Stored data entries
::::
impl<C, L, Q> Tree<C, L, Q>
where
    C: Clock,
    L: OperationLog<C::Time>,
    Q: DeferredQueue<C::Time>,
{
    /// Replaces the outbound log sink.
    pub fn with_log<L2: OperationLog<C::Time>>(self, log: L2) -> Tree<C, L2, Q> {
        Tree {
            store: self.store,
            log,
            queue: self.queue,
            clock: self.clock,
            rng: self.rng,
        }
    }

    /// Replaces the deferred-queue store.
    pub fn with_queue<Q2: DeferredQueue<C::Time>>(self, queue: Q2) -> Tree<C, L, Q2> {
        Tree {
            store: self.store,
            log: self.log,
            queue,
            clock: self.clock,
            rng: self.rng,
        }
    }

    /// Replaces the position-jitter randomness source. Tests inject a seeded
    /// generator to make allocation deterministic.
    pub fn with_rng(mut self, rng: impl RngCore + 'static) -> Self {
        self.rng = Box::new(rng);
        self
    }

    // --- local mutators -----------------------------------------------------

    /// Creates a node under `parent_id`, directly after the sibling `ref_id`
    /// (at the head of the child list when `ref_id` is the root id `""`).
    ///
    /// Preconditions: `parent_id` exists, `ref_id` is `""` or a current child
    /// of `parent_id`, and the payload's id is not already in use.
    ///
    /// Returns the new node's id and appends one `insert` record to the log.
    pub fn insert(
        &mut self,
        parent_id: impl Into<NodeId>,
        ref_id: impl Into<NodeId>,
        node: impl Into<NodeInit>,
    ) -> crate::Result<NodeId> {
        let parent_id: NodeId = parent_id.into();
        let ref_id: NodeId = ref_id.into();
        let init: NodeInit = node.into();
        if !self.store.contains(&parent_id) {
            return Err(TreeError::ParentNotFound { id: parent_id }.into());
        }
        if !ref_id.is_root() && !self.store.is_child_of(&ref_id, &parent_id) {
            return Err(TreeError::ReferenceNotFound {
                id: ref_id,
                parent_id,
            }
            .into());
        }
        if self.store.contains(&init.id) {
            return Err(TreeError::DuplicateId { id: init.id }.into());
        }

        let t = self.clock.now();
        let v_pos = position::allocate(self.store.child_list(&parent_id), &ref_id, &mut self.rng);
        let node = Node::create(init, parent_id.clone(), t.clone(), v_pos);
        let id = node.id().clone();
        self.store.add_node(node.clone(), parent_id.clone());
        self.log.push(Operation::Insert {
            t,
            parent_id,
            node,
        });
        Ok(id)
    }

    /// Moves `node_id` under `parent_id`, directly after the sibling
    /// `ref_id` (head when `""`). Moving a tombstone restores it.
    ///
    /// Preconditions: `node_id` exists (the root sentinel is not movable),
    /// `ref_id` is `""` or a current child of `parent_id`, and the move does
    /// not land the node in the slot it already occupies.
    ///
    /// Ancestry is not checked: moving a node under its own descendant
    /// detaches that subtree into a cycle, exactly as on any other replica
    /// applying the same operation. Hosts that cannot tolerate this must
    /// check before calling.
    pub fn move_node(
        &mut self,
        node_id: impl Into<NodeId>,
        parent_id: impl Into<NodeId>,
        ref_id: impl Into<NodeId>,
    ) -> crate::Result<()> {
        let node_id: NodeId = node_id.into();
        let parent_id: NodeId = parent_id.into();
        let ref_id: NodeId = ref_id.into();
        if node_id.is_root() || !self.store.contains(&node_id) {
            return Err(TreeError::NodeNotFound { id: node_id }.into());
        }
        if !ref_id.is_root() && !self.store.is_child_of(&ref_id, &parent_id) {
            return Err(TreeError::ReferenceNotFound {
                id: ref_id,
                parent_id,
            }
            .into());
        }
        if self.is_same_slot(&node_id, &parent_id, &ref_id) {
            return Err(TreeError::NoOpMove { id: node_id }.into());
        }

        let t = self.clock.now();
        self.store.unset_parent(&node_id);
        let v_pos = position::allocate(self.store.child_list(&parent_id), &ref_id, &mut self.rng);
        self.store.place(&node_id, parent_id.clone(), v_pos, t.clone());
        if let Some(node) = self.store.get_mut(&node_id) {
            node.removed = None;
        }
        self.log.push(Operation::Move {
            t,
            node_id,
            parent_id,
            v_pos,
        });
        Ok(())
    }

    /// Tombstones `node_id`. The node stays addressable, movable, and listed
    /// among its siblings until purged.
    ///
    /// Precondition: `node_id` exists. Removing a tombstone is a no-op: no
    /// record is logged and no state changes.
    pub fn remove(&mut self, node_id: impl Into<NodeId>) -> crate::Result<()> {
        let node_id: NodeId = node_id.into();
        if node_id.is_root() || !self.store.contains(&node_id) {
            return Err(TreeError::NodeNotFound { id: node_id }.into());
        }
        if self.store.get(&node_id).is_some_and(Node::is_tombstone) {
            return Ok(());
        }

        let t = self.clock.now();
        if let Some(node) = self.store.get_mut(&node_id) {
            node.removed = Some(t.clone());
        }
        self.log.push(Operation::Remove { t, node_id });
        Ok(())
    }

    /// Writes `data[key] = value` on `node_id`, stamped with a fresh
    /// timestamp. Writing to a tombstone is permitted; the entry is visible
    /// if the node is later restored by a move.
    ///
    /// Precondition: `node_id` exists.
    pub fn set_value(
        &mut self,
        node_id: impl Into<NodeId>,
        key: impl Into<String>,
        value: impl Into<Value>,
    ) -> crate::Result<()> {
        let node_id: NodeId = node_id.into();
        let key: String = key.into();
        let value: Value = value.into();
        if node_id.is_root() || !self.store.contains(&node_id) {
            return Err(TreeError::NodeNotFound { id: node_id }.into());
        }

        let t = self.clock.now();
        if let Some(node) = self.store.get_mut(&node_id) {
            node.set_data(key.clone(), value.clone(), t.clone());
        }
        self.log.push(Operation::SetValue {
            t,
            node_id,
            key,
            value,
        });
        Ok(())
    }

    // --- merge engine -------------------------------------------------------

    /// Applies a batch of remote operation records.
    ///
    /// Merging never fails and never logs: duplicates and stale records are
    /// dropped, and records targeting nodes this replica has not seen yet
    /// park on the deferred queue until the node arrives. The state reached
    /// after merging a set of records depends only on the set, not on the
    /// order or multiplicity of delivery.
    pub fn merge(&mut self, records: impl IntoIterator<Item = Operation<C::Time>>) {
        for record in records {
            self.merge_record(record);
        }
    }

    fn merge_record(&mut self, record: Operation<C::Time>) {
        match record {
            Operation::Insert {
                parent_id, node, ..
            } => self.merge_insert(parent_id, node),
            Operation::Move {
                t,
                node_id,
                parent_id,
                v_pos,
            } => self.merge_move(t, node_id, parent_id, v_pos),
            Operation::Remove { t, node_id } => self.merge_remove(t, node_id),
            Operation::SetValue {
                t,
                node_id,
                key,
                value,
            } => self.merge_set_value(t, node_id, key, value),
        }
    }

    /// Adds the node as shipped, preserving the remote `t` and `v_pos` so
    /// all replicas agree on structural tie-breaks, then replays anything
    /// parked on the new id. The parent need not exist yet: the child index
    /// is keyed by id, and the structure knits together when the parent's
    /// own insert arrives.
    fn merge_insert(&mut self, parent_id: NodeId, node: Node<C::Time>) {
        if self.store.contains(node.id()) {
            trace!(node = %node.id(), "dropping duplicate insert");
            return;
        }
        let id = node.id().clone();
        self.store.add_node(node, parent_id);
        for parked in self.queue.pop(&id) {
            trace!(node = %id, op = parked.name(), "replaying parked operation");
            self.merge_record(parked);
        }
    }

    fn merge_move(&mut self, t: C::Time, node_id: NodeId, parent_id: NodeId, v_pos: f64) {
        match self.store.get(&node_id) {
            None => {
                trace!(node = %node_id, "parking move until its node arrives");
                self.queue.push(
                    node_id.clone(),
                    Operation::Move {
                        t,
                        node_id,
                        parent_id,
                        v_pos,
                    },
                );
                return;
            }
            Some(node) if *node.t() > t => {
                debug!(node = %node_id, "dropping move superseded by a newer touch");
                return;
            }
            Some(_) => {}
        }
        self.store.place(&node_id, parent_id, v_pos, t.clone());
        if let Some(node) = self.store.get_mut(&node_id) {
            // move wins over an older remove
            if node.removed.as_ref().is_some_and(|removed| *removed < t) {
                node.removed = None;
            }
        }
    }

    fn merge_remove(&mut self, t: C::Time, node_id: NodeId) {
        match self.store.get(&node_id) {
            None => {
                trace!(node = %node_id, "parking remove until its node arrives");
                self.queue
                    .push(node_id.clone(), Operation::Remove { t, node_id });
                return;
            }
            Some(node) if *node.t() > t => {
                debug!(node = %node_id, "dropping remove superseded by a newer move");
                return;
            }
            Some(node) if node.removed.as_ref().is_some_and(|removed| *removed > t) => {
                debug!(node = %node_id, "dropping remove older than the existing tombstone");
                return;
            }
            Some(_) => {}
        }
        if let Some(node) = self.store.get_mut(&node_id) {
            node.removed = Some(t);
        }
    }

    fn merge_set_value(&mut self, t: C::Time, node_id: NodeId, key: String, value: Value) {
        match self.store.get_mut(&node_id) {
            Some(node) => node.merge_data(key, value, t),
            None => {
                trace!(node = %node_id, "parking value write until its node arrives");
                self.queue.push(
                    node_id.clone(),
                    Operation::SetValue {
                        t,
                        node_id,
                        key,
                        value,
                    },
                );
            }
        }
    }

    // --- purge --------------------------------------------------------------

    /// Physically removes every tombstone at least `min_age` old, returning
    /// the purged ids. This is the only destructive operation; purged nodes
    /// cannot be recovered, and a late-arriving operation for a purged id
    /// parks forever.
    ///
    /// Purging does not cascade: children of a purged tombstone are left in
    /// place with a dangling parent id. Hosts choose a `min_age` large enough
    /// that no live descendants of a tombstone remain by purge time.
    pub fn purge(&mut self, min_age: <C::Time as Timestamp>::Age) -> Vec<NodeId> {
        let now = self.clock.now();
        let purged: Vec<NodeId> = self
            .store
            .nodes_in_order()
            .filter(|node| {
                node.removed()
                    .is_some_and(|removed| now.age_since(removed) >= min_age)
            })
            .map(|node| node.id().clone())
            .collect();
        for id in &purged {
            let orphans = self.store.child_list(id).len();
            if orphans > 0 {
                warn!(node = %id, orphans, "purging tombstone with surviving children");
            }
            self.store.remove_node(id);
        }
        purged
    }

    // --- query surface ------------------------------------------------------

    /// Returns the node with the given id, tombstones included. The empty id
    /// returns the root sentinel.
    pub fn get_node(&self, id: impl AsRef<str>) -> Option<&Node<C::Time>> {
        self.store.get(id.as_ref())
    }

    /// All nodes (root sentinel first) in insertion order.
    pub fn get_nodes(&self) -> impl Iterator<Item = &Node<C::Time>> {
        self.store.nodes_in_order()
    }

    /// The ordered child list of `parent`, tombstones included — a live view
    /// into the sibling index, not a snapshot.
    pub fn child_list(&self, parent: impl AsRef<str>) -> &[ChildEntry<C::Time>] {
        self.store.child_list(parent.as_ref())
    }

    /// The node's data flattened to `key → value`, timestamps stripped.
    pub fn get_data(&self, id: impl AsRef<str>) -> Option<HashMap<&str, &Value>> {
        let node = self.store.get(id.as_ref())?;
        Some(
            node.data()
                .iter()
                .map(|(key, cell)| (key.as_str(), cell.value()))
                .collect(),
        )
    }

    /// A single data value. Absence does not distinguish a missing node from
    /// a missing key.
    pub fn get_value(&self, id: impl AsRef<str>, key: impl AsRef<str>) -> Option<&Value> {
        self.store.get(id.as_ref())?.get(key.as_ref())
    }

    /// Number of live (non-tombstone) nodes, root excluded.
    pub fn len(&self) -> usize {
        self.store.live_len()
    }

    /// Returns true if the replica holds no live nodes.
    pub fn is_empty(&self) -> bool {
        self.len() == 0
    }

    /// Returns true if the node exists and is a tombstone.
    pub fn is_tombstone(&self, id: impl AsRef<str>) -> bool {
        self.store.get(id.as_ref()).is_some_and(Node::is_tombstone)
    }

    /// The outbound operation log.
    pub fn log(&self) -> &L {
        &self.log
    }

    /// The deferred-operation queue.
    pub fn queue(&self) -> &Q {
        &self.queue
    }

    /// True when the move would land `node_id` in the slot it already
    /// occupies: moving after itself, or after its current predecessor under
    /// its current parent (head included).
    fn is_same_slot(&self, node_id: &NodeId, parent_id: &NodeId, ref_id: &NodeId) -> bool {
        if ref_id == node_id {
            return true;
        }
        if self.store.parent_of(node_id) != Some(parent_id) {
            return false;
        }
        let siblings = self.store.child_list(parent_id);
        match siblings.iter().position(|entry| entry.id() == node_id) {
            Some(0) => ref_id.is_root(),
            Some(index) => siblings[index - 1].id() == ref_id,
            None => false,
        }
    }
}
::::
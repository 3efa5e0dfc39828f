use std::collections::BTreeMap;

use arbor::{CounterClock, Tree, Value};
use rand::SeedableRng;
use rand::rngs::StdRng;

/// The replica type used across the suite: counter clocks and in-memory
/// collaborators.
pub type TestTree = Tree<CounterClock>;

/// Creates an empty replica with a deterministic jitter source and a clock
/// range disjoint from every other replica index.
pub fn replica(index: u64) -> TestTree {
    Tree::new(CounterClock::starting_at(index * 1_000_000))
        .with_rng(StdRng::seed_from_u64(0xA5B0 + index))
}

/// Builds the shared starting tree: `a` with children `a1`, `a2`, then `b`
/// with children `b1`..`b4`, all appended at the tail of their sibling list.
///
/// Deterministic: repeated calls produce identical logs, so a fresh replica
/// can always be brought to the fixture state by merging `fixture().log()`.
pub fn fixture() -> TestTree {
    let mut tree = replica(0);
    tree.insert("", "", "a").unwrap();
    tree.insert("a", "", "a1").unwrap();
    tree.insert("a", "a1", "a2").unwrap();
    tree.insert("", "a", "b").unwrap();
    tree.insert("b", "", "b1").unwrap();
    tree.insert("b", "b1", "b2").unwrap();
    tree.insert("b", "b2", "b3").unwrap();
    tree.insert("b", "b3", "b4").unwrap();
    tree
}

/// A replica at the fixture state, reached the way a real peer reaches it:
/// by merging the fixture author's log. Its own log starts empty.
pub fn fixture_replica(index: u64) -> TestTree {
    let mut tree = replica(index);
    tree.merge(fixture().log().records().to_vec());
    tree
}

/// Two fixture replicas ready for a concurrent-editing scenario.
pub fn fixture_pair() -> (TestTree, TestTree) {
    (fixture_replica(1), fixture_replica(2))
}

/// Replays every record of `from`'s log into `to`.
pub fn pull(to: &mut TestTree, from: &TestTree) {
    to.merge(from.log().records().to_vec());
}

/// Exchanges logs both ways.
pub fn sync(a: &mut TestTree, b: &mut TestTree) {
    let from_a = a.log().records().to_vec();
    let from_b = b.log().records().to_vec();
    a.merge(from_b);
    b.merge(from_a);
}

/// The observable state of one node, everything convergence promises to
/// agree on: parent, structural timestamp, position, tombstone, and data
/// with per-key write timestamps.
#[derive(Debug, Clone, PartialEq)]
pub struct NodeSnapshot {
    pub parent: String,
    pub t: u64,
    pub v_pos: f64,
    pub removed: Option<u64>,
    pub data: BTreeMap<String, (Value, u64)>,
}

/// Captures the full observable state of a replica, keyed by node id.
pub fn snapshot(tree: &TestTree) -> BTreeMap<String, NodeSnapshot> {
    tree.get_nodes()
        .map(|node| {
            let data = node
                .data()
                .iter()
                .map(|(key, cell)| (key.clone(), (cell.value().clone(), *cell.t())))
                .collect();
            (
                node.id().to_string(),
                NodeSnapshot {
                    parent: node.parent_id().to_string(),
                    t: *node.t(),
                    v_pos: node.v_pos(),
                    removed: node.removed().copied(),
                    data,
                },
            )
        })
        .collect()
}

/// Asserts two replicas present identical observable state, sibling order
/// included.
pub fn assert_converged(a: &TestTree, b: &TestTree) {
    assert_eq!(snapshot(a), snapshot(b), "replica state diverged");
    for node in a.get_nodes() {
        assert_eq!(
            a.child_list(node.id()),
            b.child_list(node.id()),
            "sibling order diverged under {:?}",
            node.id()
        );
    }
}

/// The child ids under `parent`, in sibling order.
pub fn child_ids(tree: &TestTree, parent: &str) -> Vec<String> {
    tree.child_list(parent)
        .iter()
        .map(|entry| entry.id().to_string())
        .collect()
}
::::
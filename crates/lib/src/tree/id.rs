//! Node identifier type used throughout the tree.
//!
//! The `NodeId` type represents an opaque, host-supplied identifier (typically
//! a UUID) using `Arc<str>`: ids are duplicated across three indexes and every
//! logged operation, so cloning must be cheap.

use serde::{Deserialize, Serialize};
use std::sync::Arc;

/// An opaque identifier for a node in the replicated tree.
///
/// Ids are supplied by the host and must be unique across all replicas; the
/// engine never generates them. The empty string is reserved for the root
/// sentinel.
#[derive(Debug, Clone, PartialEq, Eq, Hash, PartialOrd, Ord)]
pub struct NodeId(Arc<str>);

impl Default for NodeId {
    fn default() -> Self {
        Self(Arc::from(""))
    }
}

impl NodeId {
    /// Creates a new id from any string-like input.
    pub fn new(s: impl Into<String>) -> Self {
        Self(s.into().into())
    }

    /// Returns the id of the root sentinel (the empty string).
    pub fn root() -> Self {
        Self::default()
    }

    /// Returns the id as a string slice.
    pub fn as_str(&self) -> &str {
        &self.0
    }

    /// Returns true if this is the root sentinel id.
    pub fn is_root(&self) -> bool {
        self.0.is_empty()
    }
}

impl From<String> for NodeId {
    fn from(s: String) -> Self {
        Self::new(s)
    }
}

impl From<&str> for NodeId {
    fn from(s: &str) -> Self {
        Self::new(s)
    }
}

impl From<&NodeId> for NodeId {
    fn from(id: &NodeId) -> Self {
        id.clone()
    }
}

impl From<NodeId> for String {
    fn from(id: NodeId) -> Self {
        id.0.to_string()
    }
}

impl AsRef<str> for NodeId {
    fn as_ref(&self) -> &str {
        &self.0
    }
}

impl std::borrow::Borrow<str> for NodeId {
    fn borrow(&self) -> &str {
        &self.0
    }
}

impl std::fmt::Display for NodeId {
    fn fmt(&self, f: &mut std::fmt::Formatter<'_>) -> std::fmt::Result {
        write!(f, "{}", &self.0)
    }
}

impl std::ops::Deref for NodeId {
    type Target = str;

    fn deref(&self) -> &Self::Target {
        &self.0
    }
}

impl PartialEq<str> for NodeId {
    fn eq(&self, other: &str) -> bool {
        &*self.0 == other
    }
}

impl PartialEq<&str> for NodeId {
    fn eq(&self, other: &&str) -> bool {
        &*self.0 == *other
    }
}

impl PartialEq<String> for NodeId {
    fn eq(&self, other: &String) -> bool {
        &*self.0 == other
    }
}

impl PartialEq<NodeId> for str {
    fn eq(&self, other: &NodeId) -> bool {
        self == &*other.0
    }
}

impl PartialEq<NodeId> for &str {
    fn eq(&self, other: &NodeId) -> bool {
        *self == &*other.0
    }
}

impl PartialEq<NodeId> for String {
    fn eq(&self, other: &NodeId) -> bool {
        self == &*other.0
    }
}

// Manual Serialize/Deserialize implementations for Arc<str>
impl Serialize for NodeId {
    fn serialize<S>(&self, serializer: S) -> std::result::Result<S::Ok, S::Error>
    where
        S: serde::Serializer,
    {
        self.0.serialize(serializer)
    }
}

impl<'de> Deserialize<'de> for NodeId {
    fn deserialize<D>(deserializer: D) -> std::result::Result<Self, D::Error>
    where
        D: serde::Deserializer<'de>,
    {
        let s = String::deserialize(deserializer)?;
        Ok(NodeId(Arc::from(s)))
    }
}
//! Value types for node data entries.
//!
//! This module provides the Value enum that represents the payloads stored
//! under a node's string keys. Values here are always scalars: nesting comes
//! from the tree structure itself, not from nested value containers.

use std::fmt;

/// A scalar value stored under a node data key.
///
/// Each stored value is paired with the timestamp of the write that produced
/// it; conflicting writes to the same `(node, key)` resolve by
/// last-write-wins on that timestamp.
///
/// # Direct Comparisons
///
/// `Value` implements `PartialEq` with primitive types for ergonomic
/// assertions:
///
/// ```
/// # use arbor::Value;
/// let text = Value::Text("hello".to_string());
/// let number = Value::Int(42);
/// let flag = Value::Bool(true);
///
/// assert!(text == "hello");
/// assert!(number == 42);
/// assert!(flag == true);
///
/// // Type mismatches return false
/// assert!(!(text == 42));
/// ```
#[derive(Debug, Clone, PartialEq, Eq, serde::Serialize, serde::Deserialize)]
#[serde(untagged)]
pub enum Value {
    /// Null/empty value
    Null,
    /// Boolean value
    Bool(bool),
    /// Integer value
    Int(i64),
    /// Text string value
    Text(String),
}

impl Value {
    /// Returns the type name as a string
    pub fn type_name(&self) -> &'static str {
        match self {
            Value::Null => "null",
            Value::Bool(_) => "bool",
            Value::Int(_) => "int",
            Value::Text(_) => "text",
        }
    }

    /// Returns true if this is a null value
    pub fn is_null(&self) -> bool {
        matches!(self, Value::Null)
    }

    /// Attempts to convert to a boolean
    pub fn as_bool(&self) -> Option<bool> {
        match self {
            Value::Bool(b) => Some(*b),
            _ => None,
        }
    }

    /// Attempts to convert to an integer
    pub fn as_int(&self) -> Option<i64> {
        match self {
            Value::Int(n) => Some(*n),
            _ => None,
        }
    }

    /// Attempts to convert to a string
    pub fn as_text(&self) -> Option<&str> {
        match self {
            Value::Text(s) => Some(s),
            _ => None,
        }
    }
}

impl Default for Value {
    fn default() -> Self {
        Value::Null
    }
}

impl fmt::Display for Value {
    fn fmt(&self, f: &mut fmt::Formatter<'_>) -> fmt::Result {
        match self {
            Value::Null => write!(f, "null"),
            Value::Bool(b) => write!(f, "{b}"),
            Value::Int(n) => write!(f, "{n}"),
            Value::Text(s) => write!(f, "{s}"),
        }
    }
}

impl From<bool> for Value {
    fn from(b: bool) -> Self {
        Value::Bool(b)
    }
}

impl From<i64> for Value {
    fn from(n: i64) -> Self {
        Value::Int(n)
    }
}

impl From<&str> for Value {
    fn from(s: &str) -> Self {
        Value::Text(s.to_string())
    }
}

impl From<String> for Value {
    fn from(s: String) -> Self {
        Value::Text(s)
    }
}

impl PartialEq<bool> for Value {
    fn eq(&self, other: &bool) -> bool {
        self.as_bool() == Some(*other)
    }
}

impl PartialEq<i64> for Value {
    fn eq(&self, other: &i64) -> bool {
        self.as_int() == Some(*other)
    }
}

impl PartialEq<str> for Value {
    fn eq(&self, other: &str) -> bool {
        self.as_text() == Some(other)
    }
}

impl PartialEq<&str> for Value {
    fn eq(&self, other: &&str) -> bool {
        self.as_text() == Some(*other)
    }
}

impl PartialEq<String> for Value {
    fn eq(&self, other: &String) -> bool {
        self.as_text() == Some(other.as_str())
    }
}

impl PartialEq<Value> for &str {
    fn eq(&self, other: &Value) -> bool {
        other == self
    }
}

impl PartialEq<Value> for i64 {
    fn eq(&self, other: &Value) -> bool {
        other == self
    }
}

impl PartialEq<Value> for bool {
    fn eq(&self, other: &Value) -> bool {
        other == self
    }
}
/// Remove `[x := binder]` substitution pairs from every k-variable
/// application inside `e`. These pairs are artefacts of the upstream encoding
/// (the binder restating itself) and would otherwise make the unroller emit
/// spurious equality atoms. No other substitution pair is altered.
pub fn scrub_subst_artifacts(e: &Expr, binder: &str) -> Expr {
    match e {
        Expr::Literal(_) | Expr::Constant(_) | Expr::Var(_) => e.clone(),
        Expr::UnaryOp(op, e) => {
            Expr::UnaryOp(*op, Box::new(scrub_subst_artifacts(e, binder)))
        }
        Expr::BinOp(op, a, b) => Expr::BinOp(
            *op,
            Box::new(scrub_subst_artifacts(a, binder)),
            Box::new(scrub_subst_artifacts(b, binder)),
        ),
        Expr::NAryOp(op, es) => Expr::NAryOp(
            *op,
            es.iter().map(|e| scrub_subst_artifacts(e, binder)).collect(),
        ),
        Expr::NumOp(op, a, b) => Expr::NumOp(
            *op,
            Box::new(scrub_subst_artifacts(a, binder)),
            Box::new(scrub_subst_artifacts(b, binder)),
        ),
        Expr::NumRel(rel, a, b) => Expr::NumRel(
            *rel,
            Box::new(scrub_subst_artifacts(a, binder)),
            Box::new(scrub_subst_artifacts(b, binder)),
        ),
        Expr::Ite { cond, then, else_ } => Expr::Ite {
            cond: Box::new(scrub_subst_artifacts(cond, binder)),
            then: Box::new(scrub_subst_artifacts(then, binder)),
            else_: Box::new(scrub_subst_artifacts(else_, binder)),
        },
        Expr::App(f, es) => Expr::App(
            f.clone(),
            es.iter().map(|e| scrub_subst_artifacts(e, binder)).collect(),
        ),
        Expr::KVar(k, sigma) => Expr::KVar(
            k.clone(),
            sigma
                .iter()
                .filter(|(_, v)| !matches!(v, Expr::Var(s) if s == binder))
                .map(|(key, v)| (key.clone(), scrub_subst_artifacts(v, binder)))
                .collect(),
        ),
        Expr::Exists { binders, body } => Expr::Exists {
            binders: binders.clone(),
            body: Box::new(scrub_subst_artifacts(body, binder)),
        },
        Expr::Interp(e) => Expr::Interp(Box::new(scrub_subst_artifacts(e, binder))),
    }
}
::::
Your task =>
Each line that contains the string "records" should be copied from the data above.

Answer =>
    /// Applies a batch of remote operation records.
    /// Merging never fails and never logs: duplicates and stale records are
    /// dropped, and records targeting nodes this replica has not seen yet
    /// after merging a set of records depends only on the set, not on the
    pub fn merge(&mut self, records: impl IntoIterator<Item = Operation<C::Time>>) {
        for record in records {
    tree.merge(fixture().log().records().to_vec());
    to.merge(from.log().records().to_vec());
    let from_a = a.log().records().to_vec();
    let from_b = b.log().records().to_vec();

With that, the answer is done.